Depending on the type of data analysis to be performed, it can be advisable to process only a subset of the obtained reads. In the case of our representative experiment, a subset of 10,000 reads was selected for further analysis. To this end, the fastq files generated during the sequencing run were further processed in an Ubuntu 18.04 LTS environment, and demultiplexed using flexbar v3.0.3 with parameters optimized for demultiplexing of nanopore sequencing data (barcode-tail-length 300, barcode-error-rate 0.2, barcode-gap-penalty -1)12. After demultiplexing, read mapping and consensus generation can then be done using a number of different tools, but a detailed discussion of the bioinformatics aspect of nanopore sequencing goes beyond the scope of this manuscript. However, in the case of our representative results, read mapping to a reference sequence was performed using Geneious 10.2.3. Of the 10,000 reads analyzed, 5,457 showed a length between 1,750 and 2,000 nucleotides, which matches the expected sizes for the PCR fragments amplified as part of our workflow (1,769 nt, Figure 3). An additional peak in the length distribution of reads was observed between 250 to 500 nucleotides, which can be attributed to unspecific PCR products. Demultiplexing of reads allowed the assignment of 87.6% of the reads to one of the 10 barcodes/samples analyzed (Figure 4). The proportion of demultiplexed reads for each barcode ranged from 3.4% for barcode 1 to 16.9% for barcode 10; however, due to the overall large number of reads this still allowed meaningful consensus calling with a high read depth even for these lower abundance barcode datasets. Indeed, mapping of the sorted reads to a reference sequence of NPC1 resulted in between 31.7% (barcode 2) and 100% (barcode 7 and 8) of reads mapping to the reference, giving a read depth of more than 90 reads at any position for each sample. This is then more than adequate to allow confident consensus base-calling with a negligible error rate.
Figure 1: Schematic representation of DNA sequencing using nanopore technology. A single-stranded DNA molecule passes through a nanopore embedded in an electrically resistant membrane, with a helicase regulating the transition speed. An ionic current simultaneously passes through the pore and is continuously measured. Modulations of the current caused by the nucleotides present in the pore are detected and computationally back-translated into the nucleotide sequence of the DNA strand. Please click here to view a larger version of this figure.
Figure 2: Amplification of PCR products of Niemann-Pick C1 from mRNA. mRNA was isolated from goat (BC01 and 02), sheep (BC03 and 04), swine (BC05 and 06), dog (BC07 and 08), and cattle (BC09 and 10). Nested PCR products were separated in a 0.8% agarose gel in 1x TAE buffer (prepared from 50x TAE buffer: 242.28 g of Tris base, 57.1 mL of glacial acetic acid, 100 mL of 0.5 M EDTA, dH2O to 1 L, pH adjusted to 8.0) for 45 min at 100 V and stained with Sybr Safe. Please click here to view a larger version of this figure.
Figure 3: Read-length distribution of 10,000 reads from the representative experiment. The number of reads obtained having a given read length interval is indicated. Please click here to view a larger version of this figure.
Figure 4: Distribution of reads after demultiplexing. The number and percentage of demultiplexed (grey) and mapped reads (black) for each barcode are shown. Please click here to view a larger version of this figure.

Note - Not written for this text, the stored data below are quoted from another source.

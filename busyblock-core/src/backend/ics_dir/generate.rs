//! ICS generation for busy blocks.

use chrono::{DateTime, Utc};
use icalendar::{Calendar, Component, EventLike};

use crate::event::{BusyStatus, NewBusyBlock};

const PRODID: &str = "PRODID:BUSYBLOCK";

/// Generate .ics content for a busy block
pub fn generate_ics(uid: &str, block: &NewBusyBlock) -> String {
    let mut cal = Calendar::new();

    let mut ics_event = icalendar::Event::new();
    ics_event.uid(uid);
    ics_event.summary(&block.subject);
    ics_event.add_property("DTSTAMP", format_utc(Utc::now()));
    ics_event.add_property("DTSTART", format_utc(block.start));
    ics_event.add_property("DTEND", format_utc(block.end));
    ics_event.location(&block.location);
    ics_event.description(&block.body);

    let transp = match block.status {
        BusyStatus::Busy => "OPAQUE",
        BusyStatus::Free => "TRANSPARENT",
    };
    ics_event.add_property("TRANSP", transp);

    cal.push(ics_event.done());
    let cal = cal.done();

    cal.to_string()
        .lines()
        .map(|line| if line.starts_with("PRODID:") { PRODID } else { line })
        .collect::<Vec<_>>()
        .join("\r\n")
        + "\r\n"
}

fn format_utc(dt: DateTime<Utc>) -> String {
    dt.format("%Y%m%dT%H%M%SZ").to_string()
}
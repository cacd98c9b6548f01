use std::time::Duration;

/// Number of days covered by the default sync window, starting today.
pub const DEFAULT_WINDOW_DAYS: i64 = 30;

/// Tolerance absorbing sub-minute precision mismatches between providers.
pub const DEFAULT_OVERLAP_BUFFER: Duration = Duration::from_secs(60);

/// Subject of every busy block.
pub const BUSY_SUBJECT: &str = "Busy";

/// Location stamped on every busy block.
pub const BUSY_LOCATION: &str = "Reserved by Automation";
use std::path::Path;

use anyhow::Result;
use busyblock_core::config::ConfigOverrides;
use owo_colors::OwoColorize;

use super::{config_path, load_config};

pub fn run(explicit: Option<&Path>, path_only: bool) -> Result<()> {
    let path = config_path(explicit)?;
    let config = load_config(Some(&path), &ConfigOverrides::default())?;

    if path_only {
        println!("{}", path.display());
        return Ok(());
    }

    println!("{}", "Paths".bold());
    println!("  Config:    {}", path.display());
    if let Some(root) = config.backend.ics_root() {
        println!("  Calendars: {}", root.display());
    }
    println!();
    println!("{}", "Effective configuration".bold());
    for line in config.to_toml()?.lines() {
        println!("  {}", line);
    }

    Ok(())
}
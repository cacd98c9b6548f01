//! Error types for busyblock.

use chrono::{DateTime, Utc};
use thiserror::Error;

/// Errors that can occur while resolving, reading or writing calendars.
#[derive(Error, Debug)]
pub enum SyncError {
    #[error("Configuration error: {0}")]
    Config(String),

    #[error("Calendar '{calendar}' not found for account '{account}'")]
    CalendarNotFound { account: String, calendar: String },

    #[error("Provider query failed: {0}")]
    ProviderQuery(String),

    #[error("Failed to write busy block: {0}")]
    Write(String),

    #[error("Invalid event interval: end {end} is before start {start}")]
    InvalidInterval {
        start: DateTime<Utc>,
        end: DateTime<Utc>,
    },

    #[error("Time conversion error: {0}")]
    Time(String),

    #[error("Provider error: {0}")]
    Provider(String),

    #[error("Provider '{0}' not found in PATH")]
    ProviderNotInstalled(String),

    #[error("Provider request timed out after {0}s")]
    ProviderTimeout(u64),

    #[error("ICS parse error: {0}")]
    IcsParse(String),

    #[error("IO error: {0}")]
    Io(#[from] std::io::Error),

    #[error("Serialization error: {0}")]
    Serialization(String),
}

/// Result type alias for busyblock operations.
pub type SyncResult<T> = Result<T, SyncError>;
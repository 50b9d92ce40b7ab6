//! Bulk delete: resolve a filter against the authoritative store, then drive
//! the standard single-entity delete path per match. There is no batched
//! side-effect and no global transaction — a mid-batch failure leaves a
//! well-defined processed subset, and re-running the same filter is safe.

use tracing::warn;

use crate::{
    engine::SyncEngine,
    entity::EntityKind,
    errors::EntitySyncError,
    graphstore::GraphStore,
    search::SearchIndex,
};

/// Owner is mandatory; kind and tag narrow the match. Tag matching is
/// exact-path: `Location/US` does not match `Location/US/California`.
#[derive(Debug, Clone)]
pub struct BulkFilter {
    pub owner: String,
    pub kind: Option<EntityKind>,
    pub tag: Option<String>,
}

impl BulkFilter {
    pub fn owner(owner: &str) -> Self {
        Self {
            owner: owner.to_string(),
            kind: None,
            tag: None,
        }
    }

    pub fn with_kind(mut self, kind: EntityKind) -> Self {
        self.kind = Some(kind);
        self
    }

    pub fn with_tag(mut self, tag: &str) -> Self {
        self.tag = Some(tag.to_string());
        self
    }
}

#[derive(Debug, Clone, Default, PartialEq, Eq)]
pub struct BulkOutcome {
    pub matched: usize,
    pub deleted: usize,
    pub failures: Vec<(i64, String)>,
}

impl BulkOutcome {
    pub fn is_complete(&self) -> bool {
        self.failures.is_empty()
    }
}

/// Match count without mutating anything.
pub fn count<S, G>(engine: &SyncEngine<S, G>, filter: &BulkFilter) -> Result<usize, EntitySyncError>
where
    S: SearchIndex,
    G: GraphStore,
{
    Ok(resolve(engine, filter)?.len())
}

/// Deletes every match through the engine's delete script (search removal,
/// graph-node removal, ledger decrement, relation cascade). Per-entity
/// failures are collected, not fatal.
pub fn bulk_delete<S, G>(
    engine: &SyncEngine<S, G>,
    filter: &BulkFilter,
) -> Result<BulkOutcome, EntitySyncError>
where
    S: SearchIndex,
    G: GraphStore,
{
    let ids = resolve(engine, filter)?;
    let mut outcome = BulkOutcome {
        matched: ids.len(),
        ..BulkOutcome::default()
    };
    for id in ids {
        match engine.delete_entity(&filter.owner, id) {
            Ok(_) => outcome.deleted += 1,
            Err(err) => {
                warn!(entity = id, %err, "bulk delete: entity failed, continuing");
                outcome.failures.push((id, err.to_string()));
            }
        }
    }
    Ok(outcome)
}

fn resolve<S, G>(engine: &SyncEngine<S, G>, filter: &BulkFilter) -> Result<Vec<i64>, EntitySyncError>
where
    S: SearchIndex,
    G: GraphStore,
{
    if filter.owner.trim().is_empty() {
        return Err(EntitySyncError::invalid_input("bulk filter owner required"));
    }
    engine
        .store()
        .ids_matching(&filter.owner, filter.kind, filter.tag.as_deref())
}
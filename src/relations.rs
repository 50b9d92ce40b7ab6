//! Relation manager: legality of a relation type for a pair of entity kinds
//! is a static table, and some types mandate an automatically maintained
//! mirror edge. A mirrored create stores two rows on purpose — forward and
//! reverse are independently queryable and independently deletable, while
//! symmetric deletes and cascades remove both together.

use serde::{Deserialize, Serialize};

use crate::{
    entity::{Entity, EntityKind},
    errors::EntitySyncError,
    store::EntityStore,
};

#[derive(Clone, Copy, Debug, PartialEq, Eq, Hash, Serialize, Deserialize)]
pub enum RelationType {
    IsFriendOf,
    MarriedTo,
    Knows,
    WorksAt,
    Employs,
    ParentOf,
    ChildOf,
    LocatedIn,
    Mentions,
    Depicts,
}

use EntityKind::{Location, Media, Note, Organization, Person};
use RelationType::*;

impl RelationType {
    pub fn as_str(&self) -> &'static str {
        match self {
            IsFriendOf => "IS_FRIEND_OF",
            MarriedTo => "MARRIED_TO",
            Knows => "KNOWS",
            WorksAt => "WORKS_AT",
            Employs => "EMPLOYS",
            ParentOf => "PARENT_OF",
            ChildOf => "CHILD_OF",
            LocatedIn => "LOCATED_IN",
            Mentions => "MENTIONS",
            Depicts => "DEPICTS",
        }
    }

    pub fn parse(value: &str) -> Result<Self, EntitySyncError> {
        match value {
            "IS_FRIEND_OF" => Ok(IsFriendOf),
            "MARRIED_TO" => Ok(MarriedTo),
            "KNOWS" => Ok(Knows),
            "WORKS_AT" => Ok(WorksAt),
            "EMPLOYS" => Ok(Employs),
            "PARENT_OF" => Ok(ParentOf),
            "CHILD_OF" => Ok(ChildOf),
            "LOCATED_IN" => Ok(LocatedIn),
            "MENTIONS" => Ok(Mentions),
            "DEPICTS" => Ok(Depicts),
            other => Err(EntitySyncError::invalid_input(format!(
                "unknown relation type: {other}"
            ))),
        }
    }

    /// The automatically maintained reverse type, if this type is mirrored.
    /// Purely symmetric types mirror to themselves; paired types to their
    /// inverse; asymmetric types to nothing.
    pub fn mirror(&self) -> Option<RelationType> {
        match self {
            IsFriendOf => Some(IsFriendOf),
            MarriedTo => Some(MarriedTo),
            ParentOf => Some(ChildOf),
            ChildOf => Some(ParentOf),
            Knows | WorksAt | Employs | LocatedIn | Mentions | Depicts => None,
        }
    }

    pub fn allows(&self, from: EntityKind, to: EntityKind) -> bool {
        self.legal_pairs().contains(&(from, to))
    }

    /// The static validation table: which (from, to) kind pairs each
    /// relation type is legal for.
    fn legal_pairs(&self) -> &'static [(EntityKind, EntityKind)] {
        match self {
            IsFriendOf | MarriedTo | Knows | ParentOf | ChildOf => &[(Person, Person)],
            WorksAt => &[(Person, Organization)],
            Employs => &[(Organization, Person)],
            LocatedIn => &[
                (Person, Location),
                (Organization, Location),
                (Media, Location),
                (Note, Location),
            ],
            Mentions => &[
                (Note, Person),
                (Note, Note),
                (Note, Location),
                (Note, Media),
                (Note, Organization),
            ],
            Depicts => &[(Media, Person), (Media, Location), (Media, Organization)],
        }
    }
}

/// A (from, to, type) triple as stored. Mirror triples are separate values.
#[derive(Debug, Clone, PartialEq, Eq)]
pub struct RelationTriple {
    pub from_id: i64,
    pub to_id: i64,
    pub relation_type: RelationType,
}

impl RelationTriple {
    fn new(from_id: i64, to_id: i64, relation_type: RelationType) -> Self {
        Self {
            from_id,
            to_id,
            relation_type,
        }
    }

    pub fn mirror(&self) -> Option<RelationTriple> {
        self.relation_type
            .mirror()
            .map(|mirror| RelationTriple::new(self.to_id, self.from_id, mirror))
    }
}

/// Validates endpoints and type legality. Both endpoints must exist for the
/// requesting owner; anything else reads as dangling.
pub fn validate(
    store: &EntityStore,
    owner: &str,
    from_id: i64,
    to_id: i64,
    relation_type: RelationType,
) -> Result<(Entity, Entity), EntitySyncError> {
    if from_id == to_id {
        return Err(EntitySyncError::invalid_input(
            "relation endpoints must differ",
        ));
    }
    let from = store
        .get_entity(owner, from_id)
        .map_err(|_| EntitySyncError::dangling(format!("from entity {from_id}")))?;
    let to = store
        .get_entity(owner, to_id)
        .map_err(|_| EntitySyncError::dangling(format!("to entity {to_id}")))?;
    if !relation_type.allows(from.kind, to.kind) {
        return Err(EntitySyncError::type_mismatch(format!(
            "{} is not legal for ({}, {})",
            relation_type.as_str(),
            from.kind.as_str(),
            to.kind.as_str(),
        )));
    }
    Ok((from, to))
}

/// Creates the relation row plus, for mirrored types, its reverse row
/// (idempotently). Returns every triple actually inserted so the caller can
/// project the matching graph edges.
pub fn create(
    store: &EntityStore,
    owner: &str,
    from_id: i64,
    to_id: i64,
    relation_type: RelationType,
) -> Result<Vec<RelationTriple>, EntitySyncError> {
    validate(store, owner, from_id, to_id, relation_type)?;
    if store.relation_exists(from_id, to_id, relation_type.as_str())? {
        return Err(EntitySyncError::duplicate(format!(
            "({from_id}, {to_id}, {}) already exists",
            relation_type.as_str()
        )));
    }
    let forward = RelationTriple::new(from_id, to_id, relation_type);
    store.insert_relation(owner, from_id, to_id, relation_type.as_str())?;
    let mut created = vec![forward.clone()];
    if let Some(mirror) = forward.mirror() {
        if !store.relation_exists(mirror.from_id, mirror.to_id, mirror.relation_type.as_str())? {
            store.insert_relation(
                owner,
                mirror.from_id,
                mirror.to_id,
                mirror.relation_type.as_str(),
            )?;
            created.push(mirror);
        }
    }
    Ok(created)
}

/// Deletes the triple and, for mirrored types, its reverse. Returns every
/// triple actually removed.
pub fn delete(
    store: &EntityStore,
    from_id: i64,
    to_id: i64,
    relation_type: RelationType,
) -> Result<Vec<RelationTriple>, EntitySyncError> {
    let forward = RelationTriple::new(from_id, to_id, relation_type);
    if !store.delete_relation_row(from_id, to_id, relation_type.as_str())? {
        return Err(EntitySyncError::not_found(format!(
            "relation ({from_id}, {to_id}, {})",
            relation_type.as_str()
        )));
    }
    let mut removed = vec![forward.clone()];
    if let Some(mirror) = forward.mirror() {
        if store.delete_relation_row(mirror.from_id, mirror.to_id, mirror.relation_type.as_str())? {
            removed.push(mirror);
        }
    }
    Ok(removed)
}

/// Removes every relation touching the entity in either endpoint position.
/// Mirror rows touch the entity too, so one sweep catches them; each removed
/// triple is returned for graph-edge cleanup.
pub fn cascade(store: &EntityStore, entity_id: i64) -> Result<Vec<RelationTriple>, EntitySyncError> {
    let mut removed = Vec::new();
    for row in store.relations_touching(entity_id)? {
        let relation_type = RelationType::parse(&row.relation_type)?;
        if store.delete_relation_row(row.from_id, row.to_id, &row.relation_type)? {
            removed.push(RelationTriple::new(row.from_id, row.to_id, relation_type));
        }
    }
    Ok(removed)
}
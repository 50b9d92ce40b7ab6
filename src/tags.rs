//! Tag path helpers. A tag is a `/`-delimited hierarchical path such as
//! `"Location/US/California"`; only `/` is structural, everything else
//! (spaces, punctuation) is verbatim segment content.

use ahash::AHashSet;

/// Trims, drops empties, collapses duplicate paths, and sorts.
pub fn normalize(tags: &[String]) -> Vec<String> {
    let mut seen = AHashSet::new();
    let mut result = Vec::new();
    for tag in tags {
        let cleaned = clean_path(tag);
        if cleaned.is_empty() {
            continue;
        }
        if seen.insert(cleaned.clone()) {
            result.push(cleaned);
        }
    }
    result.sort_unstable();
    result
}

/// All proper prefixes of `path` along `/` boundaries:
/// `"A/B/C"` yields `["A", "A/B"]`.
pub fn ancestors(path: &str) -> Vec<String> {
    let segments: Vec<&str> = path.split('/').collect();
    let mut prefixes = Vec::with_capacity(segments.len().saturating_sub(1));
    for end in 1..segments.len() {
        prefixes.push(segments[..end].join("/"));
    }
    prefixes
}

/// Union of every tag in `tags` with all of its ancestor prefixes, sorted.
/// This is the set the search document carries and the set the ledger counts.
pub fn expand(tags: &[String]) -> Vec<String> {
    let mut set = AHashSet::new();
    for tag in tags {
        for prefix in ancestors(tag) {
            set.insert(prefix);
        }
        set.insert(tag.clone());
    }
    let mut result: Vec<String> = set.into_iter().collect();
    result.sort_unstable();
    result
}

fn clean_path(raw: &str) -> String {
    raw.split('/')
        .map(str::trim)
        .filter(|segment| !segment.is_empty())
        .collect::<Vec<_>>()
        .join("/")
}
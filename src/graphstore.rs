//! Graph store projection: one node per entity, one edge per stored relation
//! row. Mirrored relation rows therefore project as two edges, matching the
//! relational store's raw counts.

use std::path::Path;

use ahash::AHashMap;
use parking_lot::RwLock;
use rusqlite::{Connection, OptionalExtension, params};
use serde::{Deserialize, Serialize};

use crate::{entity::Entity, errors::EntitySyncError};

#[derive(Clone, Copy, Debug, PartialEq, Eq, Serialize, Deserialize)]
pub enum Direction {
    Outgoing,
    Incoming,
}

#[derive(Debug, Clone, PartialEq, Serialize, Deserialize)]
pub struct GraphNode {
    pub entity_id: i64,
    pub owner: String,
    pub kind: String,
    pub name: String,
}

impl GraphNode {
    pub fn from_entity(entity: &Entity) -> Self {
        Self {
            entity_id: entity.id,
            owner: entity.owner.clone(),
            kind: entity.kind.as_str().to_string(),
            name: entity.name.clone(),
        }
    }
}

/// Write-path contract of the graph store. All operations are idempotent;
/// `delete_node` also removes incident edges.
pub trait GraphStore {
    fn upsert_node(&self, node: &GraphNode) -> Result<(), EntitySyncError>;
    fn delete_node(&self, entity_id: i64) -> Result<(), EntitySyncError>;
    fn upsert_edge(
        &self,
        from_id: i64,
        to_id: i64,
        relation_type: &str,
    ) -> Result<(), EntitySyncError>;
    fn delete_edge(
        &self,
        from_id: i64,
        to_id: i64,
        relation_type: &str,
    ) -> Result<(), EntitySyncError>;
}

#[derive(Default)]
struct AdjacencyCache {
    inner: RwLock<AHashMap<i64, Vec<i64>>>,
}

impl AdjacencyCache {
    fn get(&self, key: i64) -> Option<Vec<i64>> {
        self.inner.read().get(&key).cloned()
    }

    fn insert(&self, key: i64, value: Vec<i64>) {
        self.inner.write().insert(key, value);
    }

    fn clear(&self) {
        self.inner.write().clear();
    }
}

pub struct SqliteGraphStore {
    conn: Connection,
    outgoing_cache: AdjacencyCache,
    incoming_cache: AdjacencyCache,
}

impl SqliteGraphStore {
    pub fn open<P: AsRef<Path>>(path: P) -> Result<Self, EntitySyncError> {
        let conn =
            Connection::open(path).map_err(|e| EntitySyncError::connection(e.to_string()))?;
        ensure_graph_schema(&conn)?;
        Ok(Self::from_connection(conn))
    }

    pub fn open_in_memory() -> Result<Self, EntitySyncError> {
        let conn = Connection::open_in_memory()
            .map_err(|e| EntitySyncError::connection(e.to_string()))?;
        ensure_graph_schema(&conn)?;
        Ok(Self::from_connection(conn))
    }

    pub fn node_exists(&self, entity_id: i64) -> Result<bool, EntitySyncError> {
        let found: Option<i64> = self
            .conn
            .query_row(
                "SELECT 1 FROM graph_nodes WHERE entity_id=?1",
                params![entity_id],
                |row| row.get(0),
            )
            .optional()
            .map_err(|e| EntitySyncError::query(e.to_string()))?;
        Ok(found.is_some())
    }

    /// Adjacent entity ids in the given direction, sorted, cached until the
    /// next mutation.
    pub fn neighbors(
        &self,
        entity_id: i64,
        direction: Direction,
    ) -> Result<Vec<i64>, EntitySyncError> {
        let cache = match direction {
            Direction::Outgoing => &self.outgoing_cache,
            Direction::Incoming => &self.incoming_cache,
        };
        if let Some(cached) = cache.get(entity_id) {
            return Ok(cached);
        }
        let sql = match direction {
            Direction::Outgoing => {
                "SELECT to_id FROM graph_edges WHERE from_id=?1 ORDER BY to_id, relation_type"
            }
            Direction::Incoming => {
                "SELECT from_id FROM graph_edges WHERE to_id=?1 ORDER BY from_id, relation_type"
            }
        };
        let result = self.collect_ids(sql, entity_id)?;
        cache.insert(entity_id, result.clone());
        Ok(result)
    }

    pub fn edge_count(&self, owner: &str) -> Result<i64, EntitySyncError> {
        self.conn
            .query_row(
                "SELECT COUNT(*) FROM graph_edges e \
                 JOIN graph_nodes n ON n.entity_id = e.from_id \
                 WHERE n.owner=?1",
                params![owner],
                |row| row.get(0),
            )
            .map_err(|e| EntitySyncError::query(e.to_string()))
    }

    pub fn node_count(&self, owner: &str) -> Result<i64, EntitySyncError> {
        self.conn
            .query_row(
                "SELECT COUNT(*) FROM graph_nodes WHERE owner=?1",
                params![owner],
                |row| row.get(0),
            )
            .map_err(|e| EntitySyncError::query(e.to_string()))
    }

    fn collect_ids(&self, sql: &str, id: i64) -> Result<Vec<i64>, EntitySyncError> {
        let mut stmt = self
            .conn
            .prepare_cached(sql)
            .map_err(|e| EntitySyncError::query(e.to_string()))?;
        let rows = stmt
            .query_map(params![id], |row| row.get(0))
            .map_err(|e| EntitySyncError::query(e.to_string()))?;
        let mut ids = Vec::new();
        for item in rows {
            ids.push(item.map_err(|e| EntitySyncError::query(e.to_string()))?);
        }
        Ok(ids)
    }

    fn invalidate_caches(&self) {
        self.outgoing_cache.clear();
        self.incoming_cache.clear();
    }

    fn from_connection(conn: Connection) -> Self {
        Self {
            conn,
            outgoing_cache: AdjacencyCache::default(),
            incoming_cache: AdjacencyCache::default(),
        }
    }
}

impl GraphStore for SqliteGraphStore {
    fn upsert_node(&self, node: &GraphNode) -> Result<(), EntitySyncError> {
        self.conn
            .execute(
                "INSERT OR REPLACE INTO graph_nodes(entity_id, owner, kind, name) \
                 VALUES(?1, ?2, ?3, ?4)",
                params![
                    node.entity_id,
                    node.owner.as_str(),
                    node.kind.as_str(),
                    node.name.as_str(),
                ],
            )
            .map_err(|e| EntitySyncError::projection(e.to_string()))?;
        self.invalidate_caches();
        Ok(())
    }

    fn delete_node(&self, entity_id: i64) -> Result<(), EntitySyncError> {
        self.conn
            .execute(
                "DELETE FROM graph_nodes WHERE entity_id=?1",
                params![entity_id],
            )
            .map_err(|e| EntitySyncError::projection(e.to_string()))?;
        self.conn
            .execute(
                "DELETE FROM graph_edges WHERE from_id=?1 OR to_id=?1",
                params![entity_id],
            )
            .map_err(|e| EntitySyncError::projection(e.to_string()))?;
        self.invalidate_caches();
        Ok(())
    }

    fn upsert_edge(
        &self,
        from_id: i64,
        to_id: i64,
        relation_type: &str,
    ) -> Result<(), EntitySyncError> {
        self.conn
            .execute(
                "INSERT OR IGNORE INTO graph_edges(from_id, to_id, relation_type) \
                 VALUES(?1, ?2, ?3)",
                params![from_id, to_id, relation_type],
            )
            .map_err(|e| EntitySyncError::projection(e.to_string()))?;
        self.invalidate_caches();
        Ok(())
    }

    fn delete_edge(
        &self,
        from_id: i64,
        to_id: i64,
        relation_type: &str,
    ) -> Result<(), EntitySyncError> {
        self.conn
            .execute(
                "DELETE FROM graph_edges WHERE from_id=?1 AND to_id=?2 AND relation_type=?3",
                params![from_id, to_id, relation_type],
            )
            .map_err(|e| EntitySyncError::projection(e.to_string()))?;
        self.invalidate_caches();
        Ok(())
    }
}

fn ensure_graph_schema(conn: &Connection) -> Result<(), EntitySyncError> {
    conn.execute_batch(
        r#"
        CREATE TABLE IF NOT EXISTS graph_nodes (
            entity_id INTEGER PRIMARY KEY,
            owner     TEXT NOT NULL,
            kind      TEXT NOT NULL,
            name      TEXT NOT NULL
        );
        CREATE TABLE IF NOT EXISTS graph_edges (
            from_id       INTEGER NOT NULL,
            to_id         INTEGER NOT NULL,
            relation_type TEXT NOT NULL,
            UNIQUE(from_id, to_id, relation_type)
        );
        CREATE INDEX IF NOT EXISTS idx_graph_edges_from ON graph_edges(from_id);
        CREATE INDEX IF NOT EXISTS idx_graph_edges_to ON graph_edges(to_id);
        CREATE INDEX IF NOT EXISTS idx_graph_nodes_owner ON graph_nodes(owner);
        "#,
    )
    .map_err(|e| EntitySyncError::schema(e.to_string()))?;
    Ok(())
}
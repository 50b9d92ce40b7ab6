use rusqlite::Connection;

use crate::errors::EntitySyncError;

/// Schema for the authoritative relational store. The search index and graph
/// store keep their own schemas on their own connections.
pub fn ensure_schema(conn: &Connection) -> Result<(), EntitySyncError> {
    conn.execute_batch(
        r#"
        PRAGMA foreign_keys = ON;
        CREATE TABLE IF NOT EXISTS entities (
            id         INTEGER PRIMARY KEY AUTOINCREMENT,
            kind       TEXT NOT NULL,
            owner      TEXT NOT NULL,
            name       TEXT NOT NULL,
            fields     TEXT NOT NULL,
            tags       TEXT NOT NULL,
            created_at INTEGER NOT NULL,
            updated_at INTEGER NOT NULL
        );
        CREATE TABLE IF NOT EXISTS relations (
            id            INTEGER PRIMARY KEY AUTOINCREMENT,
            owner         TEXT NOT NULL,
            from_id       INTEGER NOT NULL,
            to_id         INTEGER NOT NULL,
            relation_type TEXT NOT NULL,
            UNIQUE(from_id, to_id, relation_type)
        );
        CREATE TABLE IF NOT EXISTS tag_ledger (
            owner TEXT NOT NULL,
            path  TEXT NOT NULL,
            count INTEGER NOT NULL DEFAULT 0,
            UNIQUE(owner, path)
        );
        CREATE INDEX IF NOT EXISTS idx_entities_owner_kind ON entities(owner, kind);
        CREATE INDEX IF NOT EXISTS idx_entities_identity ON entities(owner, kind, name);
        CREATE INDEX IF NOT EXISTS idx_relations_from ON relations(from_id);
        CREATE INDEX IF NOT EXISTS idx_relations_to ON relations(to_id);
        CREATE INDEX IF NOT EXISTS idx_ledger_owner ON tag_ledger(owner);
        "#,
    )
    .map_err(|e| EntitySyncError::schema(e.to_string()))?;
    Ok(())
}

Table 1: Overview of primer sets used. Initial amplification of target sequences was performed with Primer Set 1. Primer Set 2 was then used for nested amplification and adapter addition. Adapters are indicated in red. Please click here to download this file.
Table 2: Overview of barcode sequences. Individual barcodes were used to identify each sequenced sample. Please click here to download this file.
Table 3: RNA concentrations obtained following extraction from blood samples sequenced in the representative experiment. The RNA concentrations of two individuals from each of five species are shown, and the ratios of the optical densities at 260/280 nm and 260/230 nm are indicated. Please click here to download this file.
Over the last two decades, sequencing of biological samples has become an increasingly important aspect of studies in a wide range of subject areas. The development of second-generation sequencing systems based on the sequencing of a dense array of DNA features using iterative cycles of enzymatic manipulation and image-based data acquisition1 has dramatically increased throughput compared to the traditional Sanger sequencing technique, and allows analysis of multiple samples as well as various nucleic acid species in a given sample in parallel4. However, for most of the commonly used second-generation systems, only short reads are produced, and all platforms rely on sensitive, bulky, and expensive equipment3,4.
In contrast to second-generation sequencing platforms, the sequencing device used in this protocol is based on nanopore technology. Here a single-stranded nucleic acid molecule passes through a nanopore, resulting in modulation of an ionic current that is also flowing through the same nanopore, and which can be measured and back-translated to infer the sequence of the nucleic acid molecule. This third-generation sequencing approach imparts a number of advantages over other approaches. The main advantages that are directly related to the unique working principle of this technology are the extremely long read length produced (read lengths of up to 8.8 x 105 nucleotides have been reported6), the ability to sequence not only DNA but also RNA directly, which was recently demonstrated for a complete influenza virus genome17, and the ability to analyze data in real-time as they are being generated, which allows rapid metagenomics detection of pathogens within minutes18. Additional practical advantages are the extremely small size of the nanopore sequencing device, allowing its use in any laboratory or on field missions to remote locations19,20, and the low price in comparison to other sequencing platforms. In terms of running costs, currently a new flow cell is required for each sequencing run, which results in costs of about $1,100 per run for the flow cell and library preparation reagents. These costs can be reduced in some cases by washing and reusing the flow cell, or by barcoding and sequencing multiple samples in a single run. Also, a novel type of flow cell is currently being beta-tested by a small number of laboratories, which will require the use of a flow cell adaptor (called a “flongle”), and should significantly reduce flow cell price and thus running costs.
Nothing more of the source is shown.